Einige der Stars nannten es einen Treffpunkt, die Allee. Glimkanisen hatte diesen musikalischen Genius der Komponisten Johannes Brahms (Sarasa haths präsentiert), und es war er, der das europäische Adelsgeschlecht dazu brachte, aus den Brunnen zu trinken und sich in der reinen Luft dort zu vergnügen. Vanladungen von anderen zogen in Villen entlang des Parks ein. Sie stellten den ersten Schritt in Baden-Badens Entwicklung dar, sich als Zentrum europäischer Kultur und Intellektualität zu etablieren.
Die Museumsmeile ist ganz in Ordnung. Unter den moderneren Gebäuden entlang der Allee befindet sich dann das Frieder Burda Museum mit seiner eleganten Fassade aus weißem Stahl und Glas. Und nebenan befindet sich das moderne Kunstmuseum Staatliche Kunsthalle. Das ehemalige Stadtmuseum führt Sie durch die Geschichte von Baden-Baden bis zu ihren Ursprüngen. Kunst und Natur prallen auf der Allee aufeinander; jeder Spaziergang ist so reichhaltig.
Spechte und Eichhörnchen, die kleinen wilden Weiber, suchen dort ebenfalls ihre Unterkunft. Rinde zu Rinde im Morgengrauen Park. Treue alte fantastische Sonnenstrahlen filterten durch die Bäume auf den Pfad.
Warum die Lichtentaler Allee besuchen
Eines von all diesen wirst du auf der Lichtentaler Allee sehen. Einige kommen einfach zur Entspannung. Die Fahrt ist friedlich, eine mentale Auszeit auf der offenen Straße. Heutzutage habe ich alles, was ich brauche, nämlich ein Dach über dem Kopf, etwas Wasser und ein bisschen Platz.

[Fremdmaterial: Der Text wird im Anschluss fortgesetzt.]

//! Overlay request resolution.
//!
//! Turns the current UI state plus the static per-mode defaults into the
//! exact WMS layer and parameters to request. Pure: the same inputs always
//! produce the same [`RequestedOverlay`].

use std::collections::BTreeMap;
use std::fmt;

use flood_common::{Extent, LayerConfig, UiState, ViewMode, ViewerConfig};
use serde::Serialize;

pub const PARAM_LAYERS: &str = "LAYERS";
pub const PARAM_FORMAT: &str = "FORMAT";
pub const PARAM_TRANSPARENT: &str = "TRANSPARENT";
pub const PARAM_TIME: &str = "TIME";

const OVERLAY_FORMAT: &str = "image/png";

/// A query parameter value: either text or a boolean flag.
#[derive(Debug, Clone, PartialEq, Eq, Serialize)]
#[serde(untagged)]
pub enum ParamValue {
    Text(String),
    Flag(bool),
}

impl fmt::Display for ParamValue {
    fn fmt(&self, f: &mut fmt::Formatter<'_>) -> fmt::Result {
        match self {
            ParamValue::Text(s) => f.write_str(s),
            ParamValue::Flag(b) => write!(f, "{}", b),
        }
    }
}

impl From<&str> for ParamValue {
    fn from(s: &str) -> Self {
        ParamValue::Text(s.to_string())
    }
}

impl From<String> for ParamValue {
    fn from(s: String) -> Self {
        ParamValue::Text(s)
    }
}

impl From<bool> for ParamValue {
    fn from(b: bool) -> Self {
        ParamValue::Flag(b)
    }
}

/// Fully specified overlay to hand to the renderer.
#[derive(Debug, Clone, PartialEq, Serialize)]
pub struct RequestedOverlay {
    pub server_layer_name: String,
    pub query_params: BTreeMap<String, ParamValue>,
    pub extent: Extent,
    pub has_time_param: bool,
}

impl RequestedOverlay {
    pub fn param(&self, key: &str) -> Option<&ParamValue> {
        self.query_params.get(key)
    }
}

/// Static inputs to [`resolve`].
#[derive(Debug, Clone, PartialEq)]
pub struct ResolverConfig {
    pub default_max_depth: LayerConfig,
    pub default_time_series: LayerConfig,
    pub workspace: String,
}

impl From<&ViewerConfig> for ResolverConfig {
    fn from(config: &ViewerConfig) -> Self {
        Self {
            default_max_depth: config.max_depth_layer.clone(),
            default_time_series: config.timeseries_layer.layer.clone(),
            workspace: config.workspace.clone(),
        }
    }
}

/// Decide which layer to request and with which parameters.
///
/// Layer precedence: an explicitly picked catalog layer, then the max-depth
/// default, then the time-series default. A picked layer is displayed with
/// the max-depth extent since per-layer extents are not fetched.
///
/// `TIME` is added when the active mode is time-series, whatever layer was
/// picked. Picking a `_timeseries` layer switches the mode beforehand, which
/// is what makes its TIME parameter appear.
pub fn resolve(state: &UiState, config: &ResolverConfig) -> RequestedOverlay {
    let (server_layer_name, extent) = match (&state.selected_dynamic_layer, state.active_mode) {
        (Some(picked), _) => (picked.clone(), config.default_max_depth.extent()),
        (None, ViewMode::MaxDepth) => (
            config.default_max_depth.name.clone(),
            config.default_max_depth.extent(),
        ),
        (None, ViewMode::TimeSeries) => (
            config.default_time_series.name.clone(),
            config.default_time_series.extent(),
        ),
    };

    let mut query_params = BTreeMap::new();
    query_params.insert(
        PARAM_LAYERS.to_string(),
        ParamValue::Text(format!("{}:{}", config.workspace, server_layer_name)),
    );
    query_params.insert(PARAM_FORMAT.to_string(), OVERLAY_FORMAT.into());
    query_params.insert(PARAM_TRANSPARENT.to_string(), true.into());

    let has_time_param = state.active_mode == ViewMode::TimeSeries;
    if has_time_param {
        query_params.insert(PARAM_TIME.to_string(), state.time_step.encode().into());
    }

    RequestedOverlay {
        server_layer_name,
        query_params,
        extent,
        has_time_param,
    }
}

#[cfg(test)]
mod tests {
    use super::*;
    use flood_common::{BoundingBox, CrsCode, TimeStep};

    fn config() -> ResolverConfig {
        ResolverConfig {
            default_max_depth: LayerConfig {
                name: "mahanadi_dam_release_max_depth".into(),
                title: "Max Depth".into(),
                bbox: BoundingBox::new(392635.0, 2248090.0, 417935.0, 2263390.0),
                projection: CrsCode::UtmNorth(45),
            },
            default_time_series: LayerConfig {
                name: "timeseries".into(),
                title: "Time Series".into(),
                bbox: BoundingBox::new(0.0, 0.0, 10.0, 10.0),
                projection: CrsCode::Epsg4326,
            },
            workspace: "anuga".into(),
        }
    }

    fn state(mode: ViewMode, step: u32, picked: Option<&str>) -> UiState {
        UiState {
            active_mode: mode,
            time_step: TimeStep::new(step).unwrap(),
            selected_dynamic_layer: picked.map(str::to_string),
            is_loading: false,
        }
    }

    #[test]
    fn test_max_depth_default() {
        let overlay = resolve(&state(ViewMode::MaxDepth, 1, None), &config());
        assert_eq!(overlay.server_layer_name, "mahanadi_dam_release_max_depth");
        assert_eq!(
            overlay.param(PARAM_LAYERS),
            Some(&ParamValue::Text("anuga:mahanadi_dam_release_max_depth".into()))
        );
        assert_eq!(overlay.param(PARAM_FORMAT), Some(&ParamValue::Text("image/png".into())));
        assert_eq!(overlay.param(PARAM_TRANSPARENT), Some(&ParamValue::Flag(true)));
        assert_eq!(overlay.param(PARAM_TIME), None);
        assert!(!overlay.has_time_param);
        assert_eq!(overlay.extent.crs, CrsCode::UtmNorth(45));
    }

    #[test]
    fn test_time_series_default_gets_time() {
        let overlay = resolve(&state(ViewMode::TimeSeries, 3, None), &config());
        assert_eq!(overlay.server_layer_name, "timeseries");
        assert_eq!(
            overlay.param(PARAM_TIME),
            Some(&ParamValue::Text("0003-01-01T00:00:00.000Z".into()))
        );
        assert!(overlay.has_time_param);
        assert_eq!(overlay.extent, config().default_time_series.extent());
    }

    #[test]
    fn test_picked_layer_uses_max_depth_extent() {
        let overlay = resolve(
            &state(ViewMode::TimeSeries, 2, Some("flood_event_a_timeseries")),
            &config(),
        );
        assert_eq!(overlay.server_layer_name, "flood_event_a_timeseries");
        assert_eq!(
            overlay.param(PARAM_LAYERS),
            Some(&ParamValue::Text("anuga:flood_event_a_timeseries".into()))
        );
        assert_eq!(overlay.extent, config().default_max_depth.extent());
        assert!(overlay.has_time_param);
    }

    #[test]
    fn test_time_keyed_on_mode_not_pick() {
        // A timeseries-looking pick in max-depth mode gets no TIME.
        let overlay = resolve(
            &state(ViewMode::MaxDepth, 4, Some("flood_event_a_timeseries")),
            &config(),
        );
        assert!(!overlay.has_time_param);
        assert!(!overlay.query_params.contains_key(PARAM_TIME));

        // An unclassifiable pick in time-series mode does get it.
        let overlay = resolve(&state(ViewMode::TimeSeries, 4, Some("dem")), &config());
        assert!(overlay.has_time_param);
    }

    #[test]
    fn test_resolve_is_idempotent() {
        let s = state(ViewMode::TimeSeries, 7, Some("x_timeseries"));
        let a = serde_json::to_vec(&resolve(&s, &config())).unwrap();
        let b = serde_json::to_vec(&resolve(&s, &config())).unwrap();
        assert_eq!(a, b);
    }

    #[test]
    fn test_param_value_serialization() {
        let json = serde_json::to_string(&resolve(&state(ViewMode::MaxDepth, 1, None), &config()))
            .unwrap();
        assert!(json.contains("\"TRANSPARENT\":true"));
        assert!(json.contains("\"FORMAT\":\"image/png\""));
        assert!(json.contains("\"crs\":\"EPSG:32645\""));
    }
}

Die anderen, sehen Sie, kümmern sich um nichts als die Natur. Der Park wird mit jeder Saison neu gestaltet und bietet seinen Bewohnern immer wieder einen Grund, sich zu versammeln. Und Hunderte zogen Kameras aus den Taschen, um ein Feld aus Farbe und Licht und Spiegelungen auf dem Wasser festzuhalten, nach dem mobilisierenden Bild.
Die Kunstliebhaber haben sich für die ernsthaften Museen zusammengefunden. Ich glaube, es ist die Kultur über alles andere. Und für diejenigen, die den Sprung, sozusagen (zurück) ins Museum gemacht haben, gibt es auch draußen Platz zum Durchatmen.
Schlussfolgerung
Der Promenadenweg ist kein Park. Es ist mehr, als man sich von einem lebendigen Relikt wünschen könnte: Schönheit und zurückhaltende Lobeshymne auf Süßigkeiten (wo die Natur die Kultur bestäubt). Seit Jahrhunderten war es ein Zufluchtsort und Heiligtum für diejenigen, die hindurchgingen, um zu spazieren und zu meditieren, tief durchzuatmen und still zu sein im Einklang mit dem langen, leisen, knarrenden Puls des Flusses. Die Tatsache, dass seine Anlagen attraktiv sind — Garten mit großen Bäumen und kleinen Brücken, Rosengarten, nahegelegene Museen — schadet nicht.